Читаем Перекресток версий. Роман Василия Гроссмана «Жизнь и судьба» в литературно-политическом контексте 1960-х — 2010-х годов полностью

Тридцать лет спустя Попов вспоминал, что именно таких последствий ждал. Когда, вернувшись из Крыма, зашел в московскую квартиру, раздался аксеновский телефонный «звонок: „Ты знаешь, все, к сожалению, подтвердилось. Вас исключили. Если вас не восстановят, я выхожу из Союза писателей“. Я этого его звонка никогда не забуду. Он поступил как старший брат. Он знал, что я тут же узнаю об исключении и мне станет страшно. А мне и было страшно, не стану врать».

Современники понимали, чего следовало бояться. Кабаков и ответил тогда Попову: «Уволили б тебя из твоего Художественного фонда, Ерофеева из ИМЛИ, а потом выслали бы из Москвы как тунеядцев».

По словам Попова, расправа уже готовилась. Он подчеркнул: «Ерофеева и уволили. Но на следующий день снова приняли. Сначала появился приказ, что он уволен из ИМЛИ, а на следующий день — приказ, отменяющий увольнение. Стало быть, наверху борьба была по этому вопросу. А поле битвы — сердце ерофеевское».

Это не единственное свидетельство. Приказ об увольнении Ерофеева был уже подписан и обнародован. А затем отменен.

Да, была «наверху» именно борьба «по этому вопросу». Спорили, понятно, в ЦК партии. С литературными функционерами лишь советовались, не более. Американские писатели изменили ситуацию.

В СССР они уже давно печатались. Их официально именовали «прогрессивными». Статус политический. А еще они, подчеркнем, были всемирно знамениты. Протест их — серьезный ущерб для имиджа СП, да и государства в целом.

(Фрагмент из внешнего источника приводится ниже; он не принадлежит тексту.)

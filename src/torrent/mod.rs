//! The per-torrent actor: owns the lifecycle state machine, the tracker
//! announce schedule, and the set of peer sessions for one torrent
//! (spec.md §4.13).
//!
//! Grounded on the teacher's `disk::DiskHandle` command/alert actor
//! pattern, lifted one level up: `Torrent` plays the role `Disk` plays for
//! file IO, but for a single torrent's swarm; `SharedStatus` (in
//! `peer::mod`) is the equivalent of a cheaply cloned `Arc` handle threaded
//! through every `PeerSession` the way `DiskHandle` is threaded through
//! every caller needing disk access.

use std::collections::{HashMap, HashSet};
use std::net::SocketAddr;
use std::sync::Arc;
use std::time::{Duration, Instant};

use rand::seq::SliceRandom;
use rand::Rng;
use tokio::sync::{mpsc, RwLock};
use tokio::time::{delay_for, interval};

use crate::alert::{Alert, AlertSender, PeerAlert, PieceAlert, TorrentAlert as TorrentAlertEvent};
use crate::choke::{self, Choker};
use crate::conf::TorrentConf;
use crate::disk::{self, DiskHandle};
use crate::discovery::{self, Discovery, NullDiscovery, PeerCandidate};
use crate::error::Result;
use crate::metainfo::Metainfo;
use crate::peer::{PeerCommand, PeerSession, SharedStatus as PeerSharedStatus};
use crate::piece_picker::PiecePicker;
use crate::storage_info::StorageInfo;
use crate::tracker::{Announce, Event as TrackerEvent, TrackerClient};
use crate::{PeerId, Sha1Hash, TorrentId};

/// Default announce interval used when a tracker's response carries neither
/// `interval` nor `min interval` (spec.md §4.9).
const DEFAULT_ANNOUNCE_INTERVAL: Duration = Duration::from_secs(1800);

/// Floor under any tracker-supplied announce interval, so a misbehaving or
/// malicious tracker can't force a hammering announce loop.
const MIN_ANNOUNCE_INTERVAL: Duration = Duration::from_secs(60);

/// Starting point for the announce failure backoff (spec.md §4.9).
const BASE_ANNOUNCE_BACKOFF: Duration = Duration::from_secs(15);

/// Ceiling the announce failure backoff is doubled up to.
const MAX_ANNOUNCE_BACKOFF: Duration = Duration::from_secs(30 * 60);

/// Number of consecutive piece-hash failures on a single piece before the
/// torrent gives up and transitions to `Error` (spec.md §4.13's
/// "hash-mismatch exceeds threshold"; the exact count isn't specified
/// upstream, resolved in DESIGN.md).
const HASH_MISMATCH_THRESHOLD: usize = 5;

/// Lifecycle state, following the transition table of spec.md §4.13.
#[derive(Debug, Clone, PartialEq, Eq)]
pub(crate) enum TorrentState {
    Queued,
    Checking,
    Downloading,
    Seeding,
    Paused,
    Error(String),
}

impl TorrentState {
    pub fn as_str(&self) -> &'static str {
        match self {
            TorrentState::Queued => "Queued",
            TorrentState::Checking => "Checking",
            TorrentState::Downloading => "Downloading",
            TorrentState::Seeding => "Seeding",
            TorrentState::Paused => "Paused",
            TorrentState::Error(_) => "Error",
        }
    }
}

/// Commands the engine sends to a running torrent actor.
pub(crate) enum Command {
    Start,
    Pause,
    Verify,
    Stop,
    PeerCandidates(Vec<PeerCandidate>),
}

pub(crate) type CommandSender = mpsc::UnboundedSender<Command>;
pub(crate) type CommandReceiver = mpsc::UnboundedReceiver<Command>;
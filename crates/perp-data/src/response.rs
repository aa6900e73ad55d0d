//! HTTP response handling.

use std::collections::HashMap;

use serde::de::DeserializeOwned;

use crate::FetchError;

/// Keys a hosted backend uses for a human-readable error, in order of
/// preference.
const ERROR_MESSAGE_KEYS: [&str; 5] = ["message", "error_description", "error", "msg", "hint"];

/// An HTTP response.
#[derive(Debug, Clone)]
pub struct Response {
    /// The HTTP status code.
    pub status: u16,
    /// The response headers.
    pub headers: HashMap<String, String>,
    /// The response body.
    pub body: Vec<u8>,
}

impl Response {
    /// Create a new response.
    pub fn new(status: u16, headers: HashMap<String, String>, body: Vec<u8>) -> Self {
        Self {
            status,
            headers,
            body,
        }
    }

    /// Check if the response was successful (2xx status).
    pub fn is_success(&self) -> bool {
        (200..300).contains(&self.status)
    }

    /// Get the response body as text.
    pub fn text(&self) -> Result<String, FetchError> {
        String::from_utf8(self.body.clone())
            .map_err(|e| FetchError::ParseError(format!("Invalid UTF-8: {}", e)))
    }

    /// Parse the response body as JSON.
    pub fn json<T: DeserializeOwned>(&self) -> Result<T, FetchError> {
        serde_json::from_slice(&self.body).map_err(|e| FetchError::ParseError(e.to_string()))
    }

    /// Get a header value.
    pub fn header(&self, key: &str) -> Option<&str> {
        self.headers
            .iter()
            .find(|(k, _)| k.eq_ignore_ascii_case(key))
            .map(|(_, v)| v.as_str())
    }

    /// Pull a human-readable message out of a JSON error body.
    ///
    /// Returns `None` for empty or non-JSON bodies and for bodies without a
    /// non-blank message field.
    pub fn error_message(&self) -> Option<String> {
        let value: serde_json::Value = serde_json::from_slice(&self.body).ok()?;
        ERROR_MESSAGE_KEYS.iter().find_map(|key| {
            value
                .get(*key)
                .and_then(|v| v.as_str())
                .map(str::trim)
                .filter(|s| !s.is_empty())
                .map(str::to_string)
        })
    }

    /// Convert to a Result, returning an error for non-2xx status codes.
    pub fn error_for_status(self) -> Result<Self, FetchError> {
        if self.is_success() {
            Ok(self)
        } else {
            Err(FetchError::HttpError {
                status: self.status,
                message: self.error_message(),
            })
        }
    }
}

Эффект был заметным. Ерофеев подчеркнул: «В СП, кажется, сильно струсили».

Испугал, конечно, не протест всемирно знаменитых писателей. Ерофеев подразумевал другую причину: литературным функционерам полагалось отвечать перед ЦК партии. В частности — за неумение предотвратить или прекратить скандал, получивший уже международную известность. Так что им приходилось реагировать, а не отмалчиваться.

6 сентября 1979 года, по словам Ерофеева, обоих исключенных пригласил Кузнецов. И «сказал, что состоялся секретариат Московской писательской организации, где решили нас восстановить. Попов — сразу: „Дайте справку!“ — „Нет, справки не дадим“. — „Мы члены СП?“ — „Нет“. — „Так кто же мы?“ — „Вы члены Московской писательской организации…“. Мы оказались в уникальном положении принятых-непринятых. Пишите заявление, сказал Кузнецов, и вас полностью восстановят на секретариате РСФСР. Имелось в виду, чтобы мы написали о „шумихе на Западе“».

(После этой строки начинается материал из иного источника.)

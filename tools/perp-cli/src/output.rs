//! Terminal and JSON rendering of waitlist results.

use std::path::Path;
use std::time::Duration;

use console::style;
use indicatif::{ProgressBar, ProgressStyle};
use perp_core::{Feedback, LandingConfig, SubmissionState};
use serde::Serialize;

/// `perp join` result as printed in JSON mode.
#[derive(Debug, Serialize)]
pub struct JoinReport<'a> {
    pub email: &'a str,
    pub phase: &'static str,
    pub joined: bool,
    pub message: Option<String>,
}

impl<'a> JoinReport<'a> {
    pub fn new(email: &'a str, state: &SubmissionState) -> Self {
        Self {
            email,
            phase: state.phase().as_str(),
            joined: state.is_submitted,
            message: state.feedback().map(|f| f.text().to_string()),
        }
    }
}

/// `perp config` result as printed in JSON mode.
#[derive(Debug, Serialize)]
pub struct ConfigReport<'a> {
    pub config: &'a LandingConfig,
    pub issues: Vec<&'static str>,
}

/// Printer for command results; quiet outside JSON mode's one document.
#[derive(Clone)]
pub struct Output {
    verbose: bool,
    json: bool,
}

impl Output {
    pub fn new(verbose: bool, json: bool) -> Self {
        Self { verbose, json }
    }

    /// Print the feedback line the form would show.
    pub fn feedback(&self, feedback: &Feedback) {
        if self.json {
            return;
        }
        match feedback {
            Feedback::Joined => println!("{} {}", style("✓").green(), feedback.text()),
            Feedback::Error(message) => {
                eprintln!("{} {}", style("✗").red(), style(message).red())
            }
        }
    }

    /// Print the outcome of a join attempt.
    pub fn join_report(&self, report: &JoinReport<'_>) {
        if self.json {
            self.json(report);
            return;
        }
        self.debug(&format!("{} finished in phase {}", report.email, report.phase));
    }

    /// Print the effective configuration and anything missing from it.
    pub fn config_report(&self, report: &ConfigReport<'_>) {
        if self.json {
            self.json(report);
            return;
        }

        let backend = &report.config.backend;
        println!("\n{}", style("Backend").bold().underlined());
        self.field("url", &backend.url);
        self.field("anon_key", &backend.anon_key);
        self.field("table", &backend.table);

        let page = &report.config.page;
        println!("\n{}", style("Page").bold().underlined());
        self.field("title", &page.title);
        self.field("description", &page.description);

        println!();
        if report.issues.is_empty() {
            println!("{} Backend configuration complete", style("✓").green());
        }
        for var in &report.issues {
            eprintln!("{} {} is not set", style("⚠").yellow(), style(var).bold());
        }
    }

    /// Confirm a rendered page was written to disk.
    pub fn wrote_page(&self, path: &Path, bytes: usize) {
        if self.json {
            self.json(&serde_json::json!({ "path": path.display().to_string(), "bytes": bytes }));
            return;
        }
        println!("{} Wrote {} bytes to {}", style("✓").green(), bytes, path.display());
    }

    /// Print a failure that ends the command.
    pub fn error(&self, msg: &str) {
        if self.json {
            eprintln!("{}", serde_json::json!({ "error": msg }));
            return;
        }
        eprintln!("{} {}", style("✗").red(), style(msg).red());
    }

    /// Print a diagnostic (verbose mode only).
    pub fn debug(&self, msg: &str) {
        if self.verbose && !self.json {
            eprintln!("{} {}", style("→").dim(), style(msg).dim());
        }
    }

    /// Spinner shown while the store call is pending, labelled with the
    /// button's busy text.
    pub fn submitting(&self, label: &str) -> ProgressBar {
        if self.json {
            return ProgressBar::hidden();
        }

        let pb = ProgressBar::new_spinner();
        if let Ok(spinner_style) = ProgressStyle::default_spinner().template("{spinner:.green} {msg}") {
            pb.set_style(spinner_style);
        }
        pb.set_message(label.to_string());
        pb.enable_steady_tick(Duration::from_millis(100));
        pb
    }

    pub fn is_verbose(&self) -> bool {
        self.verbose
    }

    pub fn is_json(&self) -> bool {
        self.json
    }

    fn field(&self, key: &str, value: &str) {
        let value = if value.is_empty() {
            style("(empty)").dim().to_string()
        } else {
            value.to_string()
        };
        println!("  {}: {}", style(key).dim(), value);
    }

    fn json<T: Serialize>(&self, value: &T) {
        if let Ok(json) = serde_json::to_string_pretty(value) {
            println!("{}", json);
        }
    }
}

#[cfg(test)]
mod tests {
    use super::*;

    #[test]
    fn test_join_report_after_rejection() {
        let state = SubmissionState {
            email: "bad".to_string(),
            error: Some("duplicate email".to_string()),
            ..Default::default()
        };
        let report = JoinReport::new("bad", &state);
        assert_eq!(
            serde_json::to_value(&report).unwrap(),
            serde_json::json!({
                "email": "bad",
                "phase": "failed",
                "joined": false,
                "message": "duplicate email",
            })
        );
    }

    #[test]
    fn test_join_report_after_success() {
        let state = SubmissionState {
            is_submitted: true,
            ..Default::default()
        };
        let report = JoinReport::new("a@b.com", &state);
        assert_eq!(report.phase, "success");
        assert!(report.joined);
        assert_eq!(report.message.as_deref(), Some(perp_core::JOINED_MESSAGE));
    }
}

Надлежало покаяться, от «Метрополя» отречься, признать свое участие в альманахе ошибкой. Условия вроде бы не слишком жесткие. Как Ерофеев отметил, им с Поповым объясняли, что «требуется минимум политической лояльности. Политическое заявление нужно для товарищей из провинции, которые не в курсе».

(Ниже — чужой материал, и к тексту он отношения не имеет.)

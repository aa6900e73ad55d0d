//! Structured logging with session context.

use std::collections::HashMap;
use std::fmt;
use std::sync::{Arc, Mutex};

use serde::Serialize;

use crate::session::SessionId;

/// Log level for structured logs.
#[derive(Debug, Clone, Copy, PartialEq, Eq, PartialOrd, Ord, Serialize)]
#[serde(rename_all = "lowercase")]
pub enum LogLevel {
    Trace,
    Debug,
    Info,
    Warn,
    Error,
}

impl fmt::Display for LogLevel {
    fn fmt(&self, f: &mut fmt::Formatter<'_>) -> fmt::Result {
        match self {
            Self::Trace => write!(f, "TRACE"),
            Self::Debug => write!(f, "DEBUG"),
            Self::Info => write!(f, "INFO"),
            Self::Warn => write!(f, "WARN"),
            Self::Error => write!(f, "ERROR"),
        }
    }
}

/// A structured log entry.
#[derive(Debug, Clone, Serialize)]
pub struct LogEntry {
    /// Log level.
    pub level: LogLevel,
    /// Log message.
    pub message: String,
    /// Session ID for correlation.
    pub session_id: String,
    /// Emitting component (e.g. "waitlist", "config").
    #[serde(skip_serializing_if = "Option::is_none")]
    pub component: Option<String>,
    /// RFC 3339 wall-clock timestamp.
    pub timestamp: String,
    /// Additional structured fields.
    #[serde(flatten)]
    pub fields: HashMap<String, serde_json::Value>,
    /// Microseconds since the logger was created.
    #[serde(skip_serializing_if = "Option::is_none")]
    pub elapsed_us: Option<u64>,
}

impl LogEntry {
    /// Format as JSON string.
    pub fn to_json(&self) -> String {
        serde_json::to_string(self).unwrap_or_else(|_| self.message.clone())
    }

    /// Format as human-readable string.
    pub fn to_human(&self) -> String {
        let mut s = match &self.component {
            Some(component) => format!("[{}] {}: {}", self.level, component, self.message),
            None => format!("[{}] {}", self.level, self.message),
        };

        if let Some(elapsed) = self.elapsed_us {
            s.push_str(&format!(" ({}us)", elapsed));
        }

        if !self.fields.is_empty() {
            s.push_str(" | ");
            let mut fields: Vec<String> = self
                .fields
                .iter()
                .map(|(k, v)| format!("{}={}", k, v))
                .collect();
            fields.sort();
            s.push_str(&fields.join(" "));
        }

        s
    }

    /// Get a field value as a string, if present.
    pub fn field_str(&self, key: &str) -> Option<&str> {
        self.fields.get(key).and_then(|v| v.as_str())
    }
}

/// Output format for logs.
#[derive(Debug, Clone, Copy, Default, PartialEq, Eq)]
pub enum LogFormat {
    /// JSON format (for production/log aggregation).
    #[default]
    Json,
    /// Human-readable format (for development).
    Human,
}

/// Where formatted entries go.
#[derive(Debug, Clone, Default)]
enum LogSink {
    #[default]
    Stderr,
    Capture(CapturedLogs),
}

/// In-memory log buffer shared with a logger created by
/// [`StructuredLogger::capturing`].
#[derive(Debug, Clone, Default)]
pub struct CapturedLogs {
    entries: Arc<Mutex<Vec<LogEntry>>>,
}

impl CapturedLogs {
    /// Snapshot of all entries logged so far.
    pub fn entries(&self) -> Vec<LogEntry> {
        self.entries
            .lock()
            .map(|entries| entries.clone())
            .unwrap_or_default()
    }

    /// Entries at exactly the given level.
    pub fn at_level(&self, level: LogLevel) -> Vec<LogEntry> {
        self.entries()
            .into_iter()
            .filter(|e| e.level == level)
            .collect()
    }

    fn push(&self, entry: LogEntry) {
        if let Ok(mut entries) = self.entries.lock() {
            entries.push(entry);
        }
    }
}

/// Structured logger with session context.
///
/// Every entry carries the session ID so that the lines belonging to one
/// page session can be grouped after the fact.
#[derive(Debug, Clone)]
pub struct StructuredLogger {
    session_id: SessionId,
    component: Option<String>,
    start_time: std::time::Instant,
    min_level: LogLevel,
    format: LogFormat,
    sink: LogSink,
}

impl StructuredLogger {
    /// Create a new logger for a session.
    pub fn new(session_id: SessionId) -> Self {
        Self {
            session_id,
            component: None,
            start_time: std::time::Instant::now(),
            min_level: LogLevel::Info,
            format: LogFormat::Json,
            sink: LogSink::Stderr,
        }
    }

    /// Create a logger that records entries in memory instead of stderr.
    pub fn capturing(session_id: SessionId) -> (Self, CapturedLogs) {
        let captured = CapturedLogs::default();
        let mut logger = Self::new(session_id);
        logger.sink = LogSink::Capture(captured.clone());
        (logger, captured)
    }

    /// Set the component name.
    pub fn with_component(mut self, component: impl Into<String>) -> Self {
        self.component = Some(component.into());
        self
    }

    /// Derive a logger for another component, sharing session and sink.
    pub fn for_component(&self, component: impl Into<String>) -> Self {
        self.clone().with_component(component)
    }

    /// Set minimum log level.
    pub fn with_min_level(mut self, level: LogLevel) -> Self {
        self.min_level = level;
        self
    }

    /// Set output format.
    pub fn with_format(mut self, format: LogFormat) -> Self {
        self.format = format;
        self
    }

    pub fn debug(&self, message: &str) {
        self.log(LogLevel::Debug, message, HashMap::new());
    }

    pub fn info(&self, message: &str) {
        self.log(LogLevel::Info, message, HashMap::new());
    }

    pub fn warn(&self, message: &str) {
        self.log(LogLevel::Warn, message, HashMap::new());
    }

    pub fn error(&self, message: &str) {
        self.log(LogLevel::Error, message, HashMap::new());
    }

    fn log(&self, level: LogLevel, message: &str, fields: HashMap<String, serde_json::Value>) {
        if level < self.min_level {
            return;
        }

        let entry = LogEntry {
            level,
            message: message.to_string(),
            session_id: self.session_id.to_string(),
            component: self.component.clone(),
            timestamp: chrono::Utc::now().to_rfc3339(),
            fields,
            elapsed_us: Some(self.start_time.elapsed().as_micros() as u64),
        };

        match &self.sink {
            LogSink::Stderr => {
                let output = match self.format {
                    LogFormat::Json => entry.to_json(),
                    LogFormat::Human => entry.to_human(),
                };
                eprintln!("{}", output);
            }
            LogSink::Capture(captured) => captured.push(entry),
        }
    }

    /// Get the session ID.
    pub fn session_id(&self) -> &SessionId {
        &self.session_id
    }
}

/// Builder for log entries with fluent API.
pub struct LogBuilder<'a> {
    logger: &'a StructuredLogger,
    level: LogLevel,
    message: String,
    fields: HashMap<String, serde_json::Value>,
}

impl<'a> LogBuilder<'a> {
    /// Create a new log builder.
    pub fn new(logger: &'a StructuredLogger, level: LogLevel, message: impl Into<String>) -> Self {
        Self {
            logger,
            level,
            message: message.into(),
            fields: HashMap::new(),
        }
    }

    /// Add a string field.
    pub fn field(mut self, key: &str, value: impl Into<String>) -> Self {
        self.fields
            .insert(key.to_string(), serde_json::json!(value.into()));
        self
    }

    /// Add a boolean field.
    pub fn field_bool(mut self, key: &str, value: bool) -> Self {
        self.fields.insert(key.to_string(), serde_json::json!(value));
        self
    }

    /// Add a duration field (in milliseconds).
    pub fn duration_ms(mut self, key: &str, duration: std::time::Duration) -> Self {
        self.fields
            .insert(key.to_string(), serde_json::json!(duration.as_millis() as u64));
        self
    }

    /// Emit the log entry.
    pub fn emit(self) {
        self.logger.log(self.level, &self.message, self.fields);
    }
}

impl StructuredLogger {
    /// Start building an info log entry.
    pub fn info_builder(&self, message: impl Into<String>) -> LogBuilder<'_> {
        LogBuilder::new(self, LogLevel::Info, message)
    }

    /// Start building a warn log entry.
    pub fn warn_builder(&self, message: impl Into<String>) -> LogBuilder<'_> {
        LogBuilder::new(self, LogLevel::Warn, message)
    }

    /// Start building an error log entry.
    pub fn error_builder(&self, message: impl Into<String>) -> LogBuilder<'_> {
        LogBuilder::new(self, LogLevel::Error, message)
    }

    /// Start building a debug log entry.
    pub fn debug_builder(&self, message: impl Into<String>) -> LogBuilder<'_> {
        LogBuilder::new(self, LogLevel::Debug, message)
    }
}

Оба тогда отвергли предложенные условия. Согласно Попову, «написали заявление такого примерно содержания: „Я, такой-то, был принят в Союз писателей тогда-то, исключен из Союза писателей тогда-то, прошло много времени, я многое понял в жизни, прошу восстановить меня в Союзе писателей“».

Литературные функционеры пытались уменьшить последствия скандала. Даже и прекратить его. Выполняли распоряжение ЦК партии. Ерофеев характеризовал их попытки иронически: «Эпизод, когда нас чуть было не приняли обратно в Союз, оказался загадочным и туманным. Они все-таки, должно быть, испугались. И письма шести наших писателей, и телеграмма американцев, и статьи во многих странах — все это было достаточно серьезно. Конечно, не будь этой поддержки, мы с Поповым имели бы хорошие шансы отправиться вслед за Синявским и Даниэлем, недаром поговаривали о каком-то следователе по особо важным государственным делам, который будто бы занялся нами. Мы его в глаза не видели. Но холодок ГУЛАГа я чувствовал долго…».

Что до телеграммы иностранных знаменитостей, писателей, то ответил им Кузнецов. 19 сентября 1979 года «Литературная газета» опубликовала его статью «О чем шум?»[135].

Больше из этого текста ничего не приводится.